EXCERPTED RECORDS -
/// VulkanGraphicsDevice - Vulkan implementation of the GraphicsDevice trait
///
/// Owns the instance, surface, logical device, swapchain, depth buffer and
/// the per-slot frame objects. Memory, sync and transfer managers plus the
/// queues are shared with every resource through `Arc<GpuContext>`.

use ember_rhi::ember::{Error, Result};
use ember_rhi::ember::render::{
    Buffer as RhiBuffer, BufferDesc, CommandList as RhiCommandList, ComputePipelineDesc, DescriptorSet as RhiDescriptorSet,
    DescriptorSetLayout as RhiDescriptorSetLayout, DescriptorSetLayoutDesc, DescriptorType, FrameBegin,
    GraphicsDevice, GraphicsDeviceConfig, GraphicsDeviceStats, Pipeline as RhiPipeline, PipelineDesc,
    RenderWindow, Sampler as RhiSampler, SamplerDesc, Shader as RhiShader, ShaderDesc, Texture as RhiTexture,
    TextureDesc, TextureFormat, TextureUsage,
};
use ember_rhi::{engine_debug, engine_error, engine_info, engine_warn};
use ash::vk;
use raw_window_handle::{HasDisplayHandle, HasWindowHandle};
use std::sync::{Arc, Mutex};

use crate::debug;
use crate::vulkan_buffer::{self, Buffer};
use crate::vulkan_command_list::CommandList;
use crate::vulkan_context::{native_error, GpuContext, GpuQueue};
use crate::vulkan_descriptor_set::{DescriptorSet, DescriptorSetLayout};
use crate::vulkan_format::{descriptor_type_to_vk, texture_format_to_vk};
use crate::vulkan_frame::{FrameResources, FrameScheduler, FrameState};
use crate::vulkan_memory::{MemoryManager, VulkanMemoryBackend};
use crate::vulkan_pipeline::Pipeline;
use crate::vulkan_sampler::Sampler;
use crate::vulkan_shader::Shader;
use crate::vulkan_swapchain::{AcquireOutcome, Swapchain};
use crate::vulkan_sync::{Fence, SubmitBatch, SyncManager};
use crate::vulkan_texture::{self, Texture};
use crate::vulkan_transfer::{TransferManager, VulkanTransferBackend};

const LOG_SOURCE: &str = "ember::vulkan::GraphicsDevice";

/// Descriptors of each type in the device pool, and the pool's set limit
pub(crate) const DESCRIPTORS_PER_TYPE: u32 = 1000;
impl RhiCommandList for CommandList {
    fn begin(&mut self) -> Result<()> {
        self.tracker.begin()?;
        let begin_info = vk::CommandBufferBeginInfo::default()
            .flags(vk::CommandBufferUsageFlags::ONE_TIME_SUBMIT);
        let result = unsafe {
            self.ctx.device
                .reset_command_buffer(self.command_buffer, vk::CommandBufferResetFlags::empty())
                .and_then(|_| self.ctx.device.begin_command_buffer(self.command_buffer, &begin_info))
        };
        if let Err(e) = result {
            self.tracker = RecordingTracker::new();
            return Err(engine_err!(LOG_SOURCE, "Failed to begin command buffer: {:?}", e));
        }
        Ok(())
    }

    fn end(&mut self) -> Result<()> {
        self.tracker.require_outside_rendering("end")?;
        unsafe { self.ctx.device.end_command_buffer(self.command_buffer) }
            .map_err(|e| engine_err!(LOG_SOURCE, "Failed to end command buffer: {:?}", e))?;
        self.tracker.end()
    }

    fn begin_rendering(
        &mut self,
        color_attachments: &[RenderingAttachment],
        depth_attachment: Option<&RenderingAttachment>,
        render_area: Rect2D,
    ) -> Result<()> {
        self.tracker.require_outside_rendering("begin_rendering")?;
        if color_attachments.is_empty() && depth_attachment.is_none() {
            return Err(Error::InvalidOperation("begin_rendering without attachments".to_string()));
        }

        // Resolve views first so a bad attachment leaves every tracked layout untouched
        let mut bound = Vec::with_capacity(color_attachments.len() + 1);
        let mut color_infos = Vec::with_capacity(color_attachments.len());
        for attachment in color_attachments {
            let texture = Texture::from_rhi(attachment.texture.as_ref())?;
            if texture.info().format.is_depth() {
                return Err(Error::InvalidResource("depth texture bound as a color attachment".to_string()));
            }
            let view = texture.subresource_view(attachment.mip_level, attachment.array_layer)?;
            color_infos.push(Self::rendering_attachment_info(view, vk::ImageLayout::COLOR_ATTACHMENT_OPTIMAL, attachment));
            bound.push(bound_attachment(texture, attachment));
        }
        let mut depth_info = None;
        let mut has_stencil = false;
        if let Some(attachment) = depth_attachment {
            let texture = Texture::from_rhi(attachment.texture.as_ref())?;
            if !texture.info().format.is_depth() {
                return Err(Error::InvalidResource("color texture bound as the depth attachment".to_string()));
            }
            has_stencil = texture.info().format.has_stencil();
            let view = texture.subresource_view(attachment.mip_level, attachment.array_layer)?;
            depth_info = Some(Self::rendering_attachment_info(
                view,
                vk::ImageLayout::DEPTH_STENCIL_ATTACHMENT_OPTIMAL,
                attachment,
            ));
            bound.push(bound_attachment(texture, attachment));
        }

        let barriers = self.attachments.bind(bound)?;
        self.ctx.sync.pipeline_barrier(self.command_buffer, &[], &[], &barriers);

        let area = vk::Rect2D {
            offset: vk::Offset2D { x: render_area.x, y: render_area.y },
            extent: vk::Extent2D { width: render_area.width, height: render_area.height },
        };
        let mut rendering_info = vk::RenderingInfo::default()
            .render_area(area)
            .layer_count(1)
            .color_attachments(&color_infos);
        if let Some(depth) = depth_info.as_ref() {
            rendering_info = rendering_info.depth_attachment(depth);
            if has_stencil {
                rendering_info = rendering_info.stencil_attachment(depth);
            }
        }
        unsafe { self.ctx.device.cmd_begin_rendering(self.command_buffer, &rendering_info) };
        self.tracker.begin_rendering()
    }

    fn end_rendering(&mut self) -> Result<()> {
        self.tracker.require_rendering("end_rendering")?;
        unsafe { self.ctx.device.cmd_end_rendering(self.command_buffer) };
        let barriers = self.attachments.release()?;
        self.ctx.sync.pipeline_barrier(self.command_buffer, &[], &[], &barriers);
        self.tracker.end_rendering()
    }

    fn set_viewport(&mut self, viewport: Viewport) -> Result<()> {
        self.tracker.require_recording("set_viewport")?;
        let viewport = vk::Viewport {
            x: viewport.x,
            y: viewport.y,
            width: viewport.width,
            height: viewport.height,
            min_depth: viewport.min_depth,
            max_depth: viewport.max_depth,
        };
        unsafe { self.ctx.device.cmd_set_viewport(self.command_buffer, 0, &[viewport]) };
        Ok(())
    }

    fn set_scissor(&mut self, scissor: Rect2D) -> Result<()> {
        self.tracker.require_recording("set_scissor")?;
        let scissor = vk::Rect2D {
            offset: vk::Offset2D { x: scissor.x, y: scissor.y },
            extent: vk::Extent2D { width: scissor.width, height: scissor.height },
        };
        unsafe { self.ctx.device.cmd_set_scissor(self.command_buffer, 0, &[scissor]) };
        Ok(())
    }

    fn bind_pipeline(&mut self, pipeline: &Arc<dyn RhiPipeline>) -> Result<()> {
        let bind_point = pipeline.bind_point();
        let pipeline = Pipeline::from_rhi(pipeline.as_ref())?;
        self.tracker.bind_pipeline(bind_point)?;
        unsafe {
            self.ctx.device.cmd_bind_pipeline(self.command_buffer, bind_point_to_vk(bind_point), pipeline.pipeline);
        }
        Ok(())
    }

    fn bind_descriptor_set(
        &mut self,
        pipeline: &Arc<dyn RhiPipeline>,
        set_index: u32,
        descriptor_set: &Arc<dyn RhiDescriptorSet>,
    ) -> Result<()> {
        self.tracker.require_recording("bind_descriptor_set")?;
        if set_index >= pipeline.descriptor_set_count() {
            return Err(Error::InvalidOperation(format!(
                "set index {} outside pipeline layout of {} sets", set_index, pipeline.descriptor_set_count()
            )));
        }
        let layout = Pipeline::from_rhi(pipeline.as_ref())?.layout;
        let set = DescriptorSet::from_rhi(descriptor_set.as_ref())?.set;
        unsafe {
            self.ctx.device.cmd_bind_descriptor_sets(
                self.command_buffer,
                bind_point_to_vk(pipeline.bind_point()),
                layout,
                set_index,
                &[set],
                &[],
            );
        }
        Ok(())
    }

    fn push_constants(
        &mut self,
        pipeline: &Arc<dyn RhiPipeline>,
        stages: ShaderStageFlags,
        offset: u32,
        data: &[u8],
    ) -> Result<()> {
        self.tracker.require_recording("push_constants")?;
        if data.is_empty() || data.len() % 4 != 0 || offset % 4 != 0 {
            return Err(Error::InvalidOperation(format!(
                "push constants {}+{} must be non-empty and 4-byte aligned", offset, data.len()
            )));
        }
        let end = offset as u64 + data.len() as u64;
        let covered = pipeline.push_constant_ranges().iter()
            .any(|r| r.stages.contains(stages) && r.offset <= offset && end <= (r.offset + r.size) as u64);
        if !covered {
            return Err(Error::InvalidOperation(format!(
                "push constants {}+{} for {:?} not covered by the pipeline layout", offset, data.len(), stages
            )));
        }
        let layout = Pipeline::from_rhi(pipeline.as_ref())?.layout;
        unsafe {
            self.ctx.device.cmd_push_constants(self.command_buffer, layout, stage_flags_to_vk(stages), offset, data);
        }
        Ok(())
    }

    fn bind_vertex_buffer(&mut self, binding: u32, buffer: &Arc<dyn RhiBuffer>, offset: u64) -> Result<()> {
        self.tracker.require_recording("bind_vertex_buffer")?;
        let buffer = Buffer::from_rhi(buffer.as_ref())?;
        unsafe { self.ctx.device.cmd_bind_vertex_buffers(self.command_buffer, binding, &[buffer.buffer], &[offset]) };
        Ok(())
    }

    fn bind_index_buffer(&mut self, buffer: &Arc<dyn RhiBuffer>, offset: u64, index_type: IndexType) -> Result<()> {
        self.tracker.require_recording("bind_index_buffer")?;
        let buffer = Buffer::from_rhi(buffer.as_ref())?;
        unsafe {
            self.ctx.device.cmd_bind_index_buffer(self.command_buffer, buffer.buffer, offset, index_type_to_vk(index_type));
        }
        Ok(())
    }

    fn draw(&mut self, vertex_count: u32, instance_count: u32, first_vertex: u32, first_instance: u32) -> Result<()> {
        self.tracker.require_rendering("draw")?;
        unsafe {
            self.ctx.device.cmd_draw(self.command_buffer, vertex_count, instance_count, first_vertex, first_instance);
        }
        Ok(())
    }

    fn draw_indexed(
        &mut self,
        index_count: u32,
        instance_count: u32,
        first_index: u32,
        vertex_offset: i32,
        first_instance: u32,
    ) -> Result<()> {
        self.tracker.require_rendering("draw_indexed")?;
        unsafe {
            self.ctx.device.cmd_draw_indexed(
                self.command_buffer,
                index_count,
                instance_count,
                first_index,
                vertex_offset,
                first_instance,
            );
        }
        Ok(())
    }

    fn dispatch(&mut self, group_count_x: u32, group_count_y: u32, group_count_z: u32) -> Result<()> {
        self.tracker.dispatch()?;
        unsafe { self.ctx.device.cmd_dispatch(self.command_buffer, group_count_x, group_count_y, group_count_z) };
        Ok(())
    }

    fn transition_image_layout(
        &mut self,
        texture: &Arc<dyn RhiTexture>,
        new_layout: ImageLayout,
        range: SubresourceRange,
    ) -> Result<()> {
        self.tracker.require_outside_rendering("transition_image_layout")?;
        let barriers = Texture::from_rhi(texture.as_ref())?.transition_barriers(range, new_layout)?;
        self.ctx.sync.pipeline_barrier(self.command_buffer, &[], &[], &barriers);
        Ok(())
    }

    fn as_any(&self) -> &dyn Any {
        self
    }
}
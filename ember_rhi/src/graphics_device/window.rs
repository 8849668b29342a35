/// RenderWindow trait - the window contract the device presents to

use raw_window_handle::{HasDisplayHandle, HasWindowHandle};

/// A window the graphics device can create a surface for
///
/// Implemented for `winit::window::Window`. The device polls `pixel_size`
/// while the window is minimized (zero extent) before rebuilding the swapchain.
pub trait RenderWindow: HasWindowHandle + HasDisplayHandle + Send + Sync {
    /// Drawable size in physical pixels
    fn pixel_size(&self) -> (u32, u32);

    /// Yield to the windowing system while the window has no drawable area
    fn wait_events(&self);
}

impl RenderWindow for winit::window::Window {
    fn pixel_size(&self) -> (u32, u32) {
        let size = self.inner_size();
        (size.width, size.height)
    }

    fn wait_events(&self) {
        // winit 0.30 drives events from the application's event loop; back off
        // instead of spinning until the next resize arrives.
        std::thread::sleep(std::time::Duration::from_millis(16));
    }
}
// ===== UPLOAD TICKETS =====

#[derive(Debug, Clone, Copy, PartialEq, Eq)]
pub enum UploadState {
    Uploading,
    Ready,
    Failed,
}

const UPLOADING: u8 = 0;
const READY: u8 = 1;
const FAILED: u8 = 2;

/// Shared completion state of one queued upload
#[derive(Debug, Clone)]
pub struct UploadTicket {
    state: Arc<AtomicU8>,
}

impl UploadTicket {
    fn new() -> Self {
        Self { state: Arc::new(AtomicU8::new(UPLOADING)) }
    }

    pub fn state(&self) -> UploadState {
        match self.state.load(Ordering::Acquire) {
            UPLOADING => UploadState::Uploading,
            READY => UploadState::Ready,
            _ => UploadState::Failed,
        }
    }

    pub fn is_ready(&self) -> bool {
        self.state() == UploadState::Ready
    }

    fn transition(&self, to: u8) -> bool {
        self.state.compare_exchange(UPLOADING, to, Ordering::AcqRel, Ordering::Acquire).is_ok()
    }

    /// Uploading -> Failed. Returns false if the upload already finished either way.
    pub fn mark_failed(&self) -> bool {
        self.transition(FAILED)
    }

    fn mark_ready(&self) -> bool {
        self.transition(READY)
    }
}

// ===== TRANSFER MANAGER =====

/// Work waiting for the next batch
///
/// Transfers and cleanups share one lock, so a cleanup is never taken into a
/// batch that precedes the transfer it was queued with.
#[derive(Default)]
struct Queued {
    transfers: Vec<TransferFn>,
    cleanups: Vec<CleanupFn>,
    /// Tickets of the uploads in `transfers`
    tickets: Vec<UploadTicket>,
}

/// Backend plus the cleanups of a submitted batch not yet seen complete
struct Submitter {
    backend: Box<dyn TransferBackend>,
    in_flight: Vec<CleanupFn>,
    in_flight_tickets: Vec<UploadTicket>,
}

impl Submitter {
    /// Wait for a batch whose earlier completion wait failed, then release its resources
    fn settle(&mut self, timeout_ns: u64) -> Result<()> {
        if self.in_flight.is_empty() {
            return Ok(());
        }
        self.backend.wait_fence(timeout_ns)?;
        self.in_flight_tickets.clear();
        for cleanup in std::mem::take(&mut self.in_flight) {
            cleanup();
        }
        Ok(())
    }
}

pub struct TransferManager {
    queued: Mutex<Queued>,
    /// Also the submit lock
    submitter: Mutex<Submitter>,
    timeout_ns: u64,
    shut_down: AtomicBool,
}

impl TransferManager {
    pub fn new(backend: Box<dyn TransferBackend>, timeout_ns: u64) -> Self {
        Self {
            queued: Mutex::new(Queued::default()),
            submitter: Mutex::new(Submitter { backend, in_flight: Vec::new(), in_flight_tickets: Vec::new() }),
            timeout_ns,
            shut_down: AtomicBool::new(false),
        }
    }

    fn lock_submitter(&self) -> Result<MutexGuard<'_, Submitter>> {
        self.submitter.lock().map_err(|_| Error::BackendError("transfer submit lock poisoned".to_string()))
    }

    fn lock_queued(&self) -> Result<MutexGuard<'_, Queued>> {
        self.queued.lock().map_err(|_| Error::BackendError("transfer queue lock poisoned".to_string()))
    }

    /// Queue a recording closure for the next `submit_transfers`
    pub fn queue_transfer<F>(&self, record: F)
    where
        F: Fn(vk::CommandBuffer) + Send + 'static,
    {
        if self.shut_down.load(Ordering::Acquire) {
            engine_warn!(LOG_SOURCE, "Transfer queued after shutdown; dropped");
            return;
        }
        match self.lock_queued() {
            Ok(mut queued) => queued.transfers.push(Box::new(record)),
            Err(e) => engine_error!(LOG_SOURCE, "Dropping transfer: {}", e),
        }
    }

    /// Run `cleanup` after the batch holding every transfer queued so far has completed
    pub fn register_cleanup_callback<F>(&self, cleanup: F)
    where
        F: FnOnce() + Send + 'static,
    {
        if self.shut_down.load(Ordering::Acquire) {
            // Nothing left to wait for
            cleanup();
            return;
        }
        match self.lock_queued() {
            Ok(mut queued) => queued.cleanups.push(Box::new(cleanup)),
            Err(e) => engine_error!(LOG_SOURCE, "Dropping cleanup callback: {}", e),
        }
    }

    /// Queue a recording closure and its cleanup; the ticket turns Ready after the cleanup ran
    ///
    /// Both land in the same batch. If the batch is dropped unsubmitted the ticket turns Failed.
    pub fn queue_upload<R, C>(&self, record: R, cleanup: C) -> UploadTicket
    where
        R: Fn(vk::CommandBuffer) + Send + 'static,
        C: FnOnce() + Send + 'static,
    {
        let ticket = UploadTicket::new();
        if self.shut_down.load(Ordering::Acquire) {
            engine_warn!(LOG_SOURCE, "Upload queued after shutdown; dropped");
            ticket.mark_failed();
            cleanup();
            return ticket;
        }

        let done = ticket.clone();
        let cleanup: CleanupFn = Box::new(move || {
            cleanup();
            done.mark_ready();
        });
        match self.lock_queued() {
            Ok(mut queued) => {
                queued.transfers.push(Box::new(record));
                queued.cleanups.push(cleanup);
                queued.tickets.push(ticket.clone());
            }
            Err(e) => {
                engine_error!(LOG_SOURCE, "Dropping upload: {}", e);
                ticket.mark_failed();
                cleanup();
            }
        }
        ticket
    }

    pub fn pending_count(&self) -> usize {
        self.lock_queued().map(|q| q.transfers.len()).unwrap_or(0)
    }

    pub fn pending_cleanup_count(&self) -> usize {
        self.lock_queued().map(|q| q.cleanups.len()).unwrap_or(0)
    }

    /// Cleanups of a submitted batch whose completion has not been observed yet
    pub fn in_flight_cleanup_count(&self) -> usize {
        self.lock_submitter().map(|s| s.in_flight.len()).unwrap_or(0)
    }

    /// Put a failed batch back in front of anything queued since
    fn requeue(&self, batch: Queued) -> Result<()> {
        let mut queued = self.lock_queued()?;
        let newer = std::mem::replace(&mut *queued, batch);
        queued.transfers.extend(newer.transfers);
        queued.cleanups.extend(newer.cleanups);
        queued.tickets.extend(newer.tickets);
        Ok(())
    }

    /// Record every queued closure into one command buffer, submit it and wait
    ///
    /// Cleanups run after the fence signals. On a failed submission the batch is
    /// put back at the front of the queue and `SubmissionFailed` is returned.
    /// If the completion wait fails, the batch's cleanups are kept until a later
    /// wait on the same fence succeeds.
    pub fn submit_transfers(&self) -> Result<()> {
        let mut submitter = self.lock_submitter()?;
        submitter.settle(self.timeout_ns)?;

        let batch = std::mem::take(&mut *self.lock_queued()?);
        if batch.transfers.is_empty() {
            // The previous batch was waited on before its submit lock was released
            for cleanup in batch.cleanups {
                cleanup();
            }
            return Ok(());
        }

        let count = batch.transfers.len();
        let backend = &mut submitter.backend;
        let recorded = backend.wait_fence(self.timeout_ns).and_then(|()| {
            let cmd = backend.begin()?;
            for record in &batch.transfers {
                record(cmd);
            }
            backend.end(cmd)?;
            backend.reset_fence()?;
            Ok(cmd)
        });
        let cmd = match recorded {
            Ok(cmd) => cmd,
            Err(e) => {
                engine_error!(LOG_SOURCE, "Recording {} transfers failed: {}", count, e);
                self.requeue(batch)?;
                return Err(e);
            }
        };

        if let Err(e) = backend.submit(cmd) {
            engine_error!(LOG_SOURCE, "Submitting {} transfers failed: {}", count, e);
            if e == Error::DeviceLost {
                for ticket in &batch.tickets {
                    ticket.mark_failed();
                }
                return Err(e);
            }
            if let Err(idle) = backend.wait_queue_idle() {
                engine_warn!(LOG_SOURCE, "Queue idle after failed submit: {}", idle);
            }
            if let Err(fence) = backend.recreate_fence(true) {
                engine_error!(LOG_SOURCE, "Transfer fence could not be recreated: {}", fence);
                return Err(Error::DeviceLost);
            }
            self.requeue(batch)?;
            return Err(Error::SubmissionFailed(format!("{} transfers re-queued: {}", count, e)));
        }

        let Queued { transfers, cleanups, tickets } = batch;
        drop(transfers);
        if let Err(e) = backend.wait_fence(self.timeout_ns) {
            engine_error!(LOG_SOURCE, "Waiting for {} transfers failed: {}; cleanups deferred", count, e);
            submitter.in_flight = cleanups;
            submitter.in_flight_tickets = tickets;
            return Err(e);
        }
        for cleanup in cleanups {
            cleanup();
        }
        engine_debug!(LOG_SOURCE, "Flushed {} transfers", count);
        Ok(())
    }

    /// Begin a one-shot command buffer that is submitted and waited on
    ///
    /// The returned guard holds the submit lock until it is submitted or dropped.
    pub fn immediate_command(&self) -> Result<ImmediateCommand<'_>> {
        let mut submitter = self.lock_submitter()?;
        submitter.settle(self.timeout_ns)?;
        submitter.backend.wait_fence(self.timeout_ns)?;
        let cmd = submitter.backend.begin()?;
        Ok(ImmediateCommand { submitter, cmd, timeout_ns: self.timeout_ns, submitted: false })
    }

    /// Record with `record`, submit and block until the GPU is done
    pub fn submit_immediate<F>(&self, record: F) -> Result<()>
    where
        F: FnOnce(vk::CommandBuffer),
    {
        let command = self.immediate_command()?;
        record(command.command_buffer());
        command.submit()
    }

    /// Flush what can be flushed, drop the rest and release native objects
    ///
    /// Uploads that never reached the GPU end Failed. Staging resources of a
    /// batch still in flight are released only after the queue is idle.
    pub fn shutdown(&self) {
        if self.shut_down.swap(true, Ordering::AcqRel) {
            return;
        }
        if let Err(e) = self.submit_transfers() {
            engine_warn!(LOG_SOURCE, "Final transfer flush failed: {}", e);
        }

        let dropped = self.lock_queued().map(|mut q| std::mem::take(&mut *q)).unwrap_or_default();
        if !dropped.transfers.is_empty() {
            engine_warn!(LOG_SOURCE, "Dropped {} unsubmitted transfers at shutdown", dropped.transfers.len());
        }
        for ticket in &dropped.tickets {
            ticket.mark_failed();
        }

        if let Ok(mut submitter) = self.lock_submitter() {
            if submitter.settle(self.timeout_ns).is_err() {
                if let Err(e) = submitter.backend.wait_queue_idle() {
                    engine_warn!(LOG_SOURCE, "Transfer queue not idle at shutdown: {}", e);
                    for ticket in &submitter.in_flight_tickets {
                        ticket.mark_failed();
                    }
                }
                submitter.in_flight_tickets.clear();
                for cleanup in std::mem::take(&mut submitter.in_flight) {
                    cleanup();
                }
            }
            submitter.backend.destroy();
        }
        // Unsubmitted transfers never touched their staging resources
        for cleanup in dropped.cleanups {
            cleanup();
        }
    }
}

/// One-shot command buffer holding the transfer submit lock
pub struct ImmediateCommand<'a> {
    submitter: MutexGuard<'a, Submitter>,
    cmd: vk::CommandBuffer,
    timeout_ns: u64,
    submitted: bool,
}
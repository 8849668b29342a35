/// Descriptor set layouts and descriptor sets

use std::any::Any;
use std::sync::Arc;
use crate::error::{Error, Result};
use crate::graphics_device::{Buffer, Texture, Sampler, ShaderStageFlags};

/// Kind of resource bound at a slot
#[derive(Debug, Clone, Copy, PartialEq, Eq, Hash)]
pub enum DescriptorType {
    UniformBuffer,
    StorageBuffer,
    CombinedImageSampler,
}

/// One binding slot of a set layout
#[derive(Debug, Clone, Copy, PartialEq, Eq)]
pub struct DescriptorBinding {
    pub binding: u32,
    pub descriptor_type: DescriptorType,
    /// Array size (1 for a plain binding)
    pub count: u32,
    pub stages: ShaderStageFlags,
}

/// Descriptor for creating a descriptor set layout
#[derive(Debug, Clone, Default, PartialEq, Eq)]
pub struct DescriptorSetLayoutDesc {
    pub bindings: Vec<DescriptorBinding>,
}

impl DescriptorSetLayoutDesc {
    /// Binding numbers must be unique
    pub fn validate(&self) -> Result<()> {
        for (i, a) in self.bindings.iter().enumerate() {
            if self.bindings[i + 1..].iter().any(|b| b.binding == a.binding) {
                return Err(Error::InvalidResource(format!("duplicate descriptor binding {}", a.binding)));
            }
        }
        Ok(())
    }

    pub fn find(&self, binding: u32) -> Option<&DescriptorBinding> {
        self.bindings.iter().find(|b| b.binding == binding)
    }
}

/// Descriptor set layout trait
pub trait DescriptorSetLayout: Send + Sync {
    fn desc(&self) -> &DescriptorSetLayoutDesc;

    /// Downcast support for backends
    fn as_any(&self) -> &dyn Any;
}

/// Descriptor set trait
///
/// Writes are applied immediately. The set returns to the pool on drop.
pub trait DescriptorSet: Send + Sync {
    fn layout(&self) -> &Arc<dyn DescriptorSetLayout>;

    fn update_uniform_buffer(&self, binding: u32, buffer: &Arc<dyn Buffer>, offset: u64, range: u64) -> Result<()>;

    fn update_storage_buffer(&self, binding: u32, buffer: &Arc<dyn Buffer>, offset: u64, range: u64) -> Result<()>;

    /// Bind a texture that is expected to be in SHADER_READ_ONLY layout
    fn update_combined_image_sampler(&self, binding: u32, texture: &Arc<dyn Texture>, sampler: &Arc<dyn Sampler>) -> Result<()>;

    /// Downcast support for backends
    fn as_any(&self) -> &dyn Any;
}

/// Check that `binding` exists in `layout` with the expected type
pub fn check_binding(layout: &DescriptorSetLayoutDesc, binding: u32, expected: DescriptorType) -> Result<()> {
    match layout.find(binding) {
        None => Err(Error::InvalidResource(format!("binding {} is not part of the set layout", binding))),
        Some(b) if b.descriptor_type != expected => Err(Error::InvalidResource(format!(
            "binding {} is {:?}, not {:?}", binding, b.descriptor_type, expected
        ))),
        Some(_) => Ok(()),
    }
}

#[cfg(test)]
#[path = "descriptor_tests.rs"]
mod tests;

DIRECTIONS FOR THIS TASK -
The word "struct" appears in some of the lines above. Copy those lines.

YOUR SOLUTION -
pub struct UploadTicket {
struct Queued {
struct Submitter {
pub struct TransferManager {
pub struct ImmediateCommand<'a> {
pub struct DescriptorBinding {
pub struct DescriptorSetLayoutDesc {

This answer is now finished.